Clint Dethrow's blog View Details
Posted by Clint Dethrow | Mar 02, 2017 @ 06:47 PM | 7,435 Views
I probably won’t be in a position to really start the build of my Cherokee until mid to late summer due to the fact that I need to work on converting my 3 car garage into bay 1 for my wife a ‘craft’ area; and then bays 2 & 3 for myself. But in the mean time I’ve been working to make everything easy to move when the time comes; and of course still working on a couple of small projects for both our given areas.

With that being the plan I have however, designed and laid out my jig plan for building the front & rear spar boxes for the wing center section which will be assembled as part of the fuselage. Both boxes will be built back to back with a straight ¾” square poplar stick separating them. The jig itself will be ½” ply 4-3/8” x 48” set on (10) 2” legs to give me room to position clamp along the full length. The only thing I haven’t done yet is to find a material I can use on both sides of the poplar and beneath the boxes to keep Titebond II from adhering everything together. I’ve got a few ideas, now just have to see what works best.

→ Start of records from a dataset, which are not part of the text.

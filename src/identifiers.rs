//! Deterministic identifier derivation.
//!
//! Every identifier the orchestrator hands to the chat server or the
//! sandbox CLI is derived from the lobby event that triggered it, so that
//! re-processing the same event (a crash-and-restart replay, for example)
//! always produces the same task id, room name, and sandbox name.

use chrono::{DateTime, Utc};
use sha1::{Digest, Sha1};

const SLUG_FALLBACK: &str = "task";
const SLUG_MAX_LEN: usize = 24;
const SANDBOX_NAME_MAX_LEN: usize = 63;

/// Inputs to [`build_task_identifiers`].
pub struct TaskIdentifierInputs<'a> {
    pub project_key: &'a str,
    pub prompt: &'a str,
    pub lobby_event_id: &'a str,
    pub now: DateTime<Utc>,
}

/// Identifiers derived for a single accepted lobby message.
#[derive(Debug, Clone, PartialEq, Eq)]
pub struct TaskIdentifiers {
    pub task_id: String,
    pub sandbox_name: String,
    pub room_label: String,
}

/// Derive the full set of identifiers for a task spawned from one lobby
/// message. Deterministic in every input: the same `TaskIdentifierInputs`
/// always yields the same `TaskIdentifiers`, which is what lets the C6
/// scheduler replay an event without creating a duplicate task.
pub fn build_task_identifiers(inputs: TaskIdentifierInputs<'_>) -> TaskIdentifiers {
    let timestamp = inputs.now.format("%Y%m%d%H%M%S").to_string();
    let hash = short_hash(&format!("{}:{}", inputs.project_key, inputs.lobby_event_id));
    let slug = slugify(inputs.prompt, SLUG_FALLBACK, SLUG_MAX_LEN);

    let task_id = format!("{}-{timestamp}-{hash}", inputs.project_key);
    let sandbox_name = truncate(&format!("task-{timestamp}-{slug}-{hash}"), SANDBOX_NAME_MAX_LEN);
    let room_label = format!("{slug}-{hash}");

    TaskIdentifiers {
        task_id,
        sandbox_name,
        room_label,
    }
}

/// First 6 hex characters of the SHA-1 digest of `input`.
fn short_hash(input: &str) -> String {
    let mut hasher = Sha1::new();
    hasher.update(input.as_bytes());
    let digest = hasher.finalize();
    hex_encode(&digest)[..6].to_string()
}

fn hex_encode(bytes: &[u8]) -> String {
    use std::fmt::Write;
    let mut out = String::with_capacity(bytes.len() * 2);
    for byte in bytes {
        write!(out, "{byte:02x}").expect("writing to a String cannot fail");
    }
    out
}

fn truncate(s: &str, max_len: usize) -> String {
    if s.len() <= max_len {
        s.to_string()
    } else {
        s[..max_len].to_string()
    }
}

/// Lowercase, replace every run of non-`[a-z0-9]` characters with a single
/// `-`, collapse runs, trim leading/trailing `-`, truncate to `max_len` and
/// re-trim, falling back to `fallback` if nothing survives.
pub fn slugify(input: &str, fallback: &str, max_len: usize) -> String {
    let mut out = String::with_capacity(input.len());
    let mut last_was_dash = false;
    for ch in input.chars() {
        let lower = ch.to_ascii_lowercase();
        if lower.is_ascii_alphanumeric() {
            out.push(lower);
            last_was_dash = false;
        } else if !last_was_dash {
            out.push('-');
            last_was_dash = true;
        }
    }
    let trimmed = out.trim_matches('-');
    let truncated = truncate(trimmed, max_len);
    let retrimmed = truncated.trim_matches('-');
    if retrimmed.is_empty() {
        fallback.to_string()
    } else {
        retrimmed.to_string()
    }
}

Posted by Clint Dethrow | Feb 17, 2017 @ 07:54 AM | 7,161 Views
The further I got into the information gathering for my up-coming build of the “Cherokee” the more I realized how little knowledge I really had to take on a project of this size. Sure, I’ve built a number of planes; I even designed & built two that flew (one was okay, the other not so good); and took an .09 size plane and scaled it up to a .46 (which in itself was a bit tricky since it originally was a hand toss aircraft; I ended up building a trike like sled to get it airborne.

But here I am now, not only am I stepping into the world of Giant Airplanes, but add to that going with a gas rather than a glow engine. My first knee-jerk response was “This is way over my head. I can’t possibly get all the way through building this airplane; detailing it out the way I imagine it, then fiber glassing it, and painting it like I want.”

But being the stubborn guy I am, I kept studying the plans (finding new things every time I look at them) and started reading through several of the forums and the build logs of other guys. Then I began posting discussion items and questions about things I’d see, and things I wanted to know how to handle. I was encouraged every time I got responses from the guys here who had spent 20-30 years building. Not one soul treated me like I was an idiot; they only asked questions to get me to clarify something or to question my logic. Then posted answers based on their own experience.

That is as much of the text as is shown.